Unlike 97 percent of private health policies, the Medicare fee-for-service program still lacks catastrophic insurance protection for those with serious health conditions. Medicare Part B has unlimited beneficiary cost-sharing. Part B has different coinsurance depending on the service -- none for lab or home health, 20 percent for physician services and supplies, and close to 50 percent for hospital outpatient services. This Committee has made progress in three consecutive Medicare bills to substantially reduce beneficiary cost-sharing for outpatient hospital services. But more needs to be done.

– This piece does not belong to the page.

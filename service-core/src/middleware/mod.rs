pub mod tracing;

pub use self::tracing::{REQUEST_ID_HEADER, request_id, request_id_middleware};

In total, due to cost-sharing obligations and Medicare's limited benefit package, nearly half of seniors' health care costs are not covered by Medicare. As a result, 90 percent of beneficiaries have some type of supplemental coverage. Those with retiree coverage from their former employers generally receive generous benefits, including catastrophic protection and good prescription drug coverage. The poorest beneficiaries receive wrap-around coverage through Medicaid.

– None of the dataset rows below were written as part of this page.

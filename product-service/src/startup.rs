use crate::config::ProductConfig;
use crate::handlers;
use crate::services::ProductStore;
use axum::{
    middleware::from_fn,
    routing::{get, post},
    Router,
};
use service_core::error::AppError;
use service_core::middleware::{request_id, request_id_middleware};
use std::future::IntoFuture;
use std::net::SocketAddr;
use std::sync::Arc;
use tokio::net::TcpListener;
use tokio::signal;
use tower_http::trace::TraceLayer;

#[derive(Clone)]
pub struct AppState {
    pub store: Arc<dyn ProductStore>,
}

pub fn router(state: AppState) -> Router {
    Router::new()
        .route("/", get(handlers::welcome))
        .route("/health", get(handlers::health_check))
        .route("/api/products", post(handlers::create_product))
        .layer(
            TraceLayer::new_for_http().make_span_with(|request: &axum::http::Request<_>| {
                tracing::info_span!(
                    "http_request",
                    request_id = %request_id(request),
                    method = %request.method(),
                    uri = %request.uri(),
                )
            }),
        )
        .layer(from_fn(request_id_middleware))
        .with_state(state)
}

pub struct Application {
    port: u16,
    server: Box<dyn std::future::Future<Output = std::io::Result<()>> + Send + Unpin>,
}

impl Application {
    /// Binds the listener. The store is constructed by the caller, so the
    /// service never accepts traffic without a database handle.
    pub async fn build(
        config: &ProductConfig,
        store: Arc<dyn ProductStore>,
    ) -> Result<Self, AppError> {
        let app = router(AppState { store });

        let addr = SocketAddr::from(([0, 0, 0, 0], config.common.port));
        let listener = TcpListener::bind(addr).await.map_err(|e| {
            tracing::error!("Failed to bind TCP listener to {}: {}", addr, e);
            AppError::from(e)
        })?;
        let port = listener.local_addr()?.port();

        tracing::info!("App listening on port {}", port);

        let server = axum::serve(listener, app).with_graceful_shutdown(shutdown_signal());

        Ok(Self {
            port,
            server: Box::new(server.into_future()),
        })
    }

    pub fn port(&self) -> u16 {
        self.port
    }

    pub async fn run_until_stopped(self) -> std::io::Result<()> {
        self.server.await
    }
}

async fn shutdown_signal() {
    let ctrl_c = async {
        if let Err(e) = signal::ctrl_c().await {
            tracing::error!("Failed to install Ctrl+C handler: {}", e);
            std::future::pending::<()>().await;
        }
    };

    #[cfg(unix)]
    let terminate = async {
        match signal::unix::signal(signal::unix::SignalKind::terminate()) {
            Ok(mut sigterm) => {
                sigterm.recv().await;
            }
            Err(e) => {
                tracing::error!("Failed to install SIGTERM handler: {}", e);
                std::future::pending::<()>().await;
            }
        }
    };

    #[cfg(not(unix))]
    let terminate = std::future::pending::<()>();

    tokio::select! {
        _ = ctrl_c => {},
        _ = terminate => {},
    }

    tracing::info!("Shutdown signal received");
}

Medicare's confusing and irrational cost-sharing has also induced 29 percent of beneficiaries to purchase Medigap insurance. In 1990, Congress created 10 standardized Medigap policies. Nine out of 10 of those policies, which comprise more than 90 percent of the Medigap market, are required to cover the Part A deductible, and the most popular Medigap policy covers both deductibles. Numerous studies have demonstrated that covering the deductibles has led to markedly higher Medicare spending because beneficiaries become insensitive to costs. In addition, only the three most expensive Medigap plans cover prescription drugs, and that coverage is limited. Yet, eight of the 10 plans are required to cover foreign travel insurance, while most beneficiaries never leave the country. Between 1998 and 2000 Medigap premiums have escalated by 15.5 percent for plans without drug coverage and 37.2 percent for those with drug coverage. Modernizing beneficiary cost-sharing must include appropriate changes to Medigap.
A critical element of strengthening Medicare is modernizing the fee-for-service program's byzantine cost-sharing structure. No one designing a seniors' health program today would construct such a convoluted and irrational cost-sharing structure for beneficiaries. The system is a patchwork of outdated policies that fail to protect beneficiaries or taxpayers. We must learn for our experience and work to ensure a more consistent and understandable system for the future.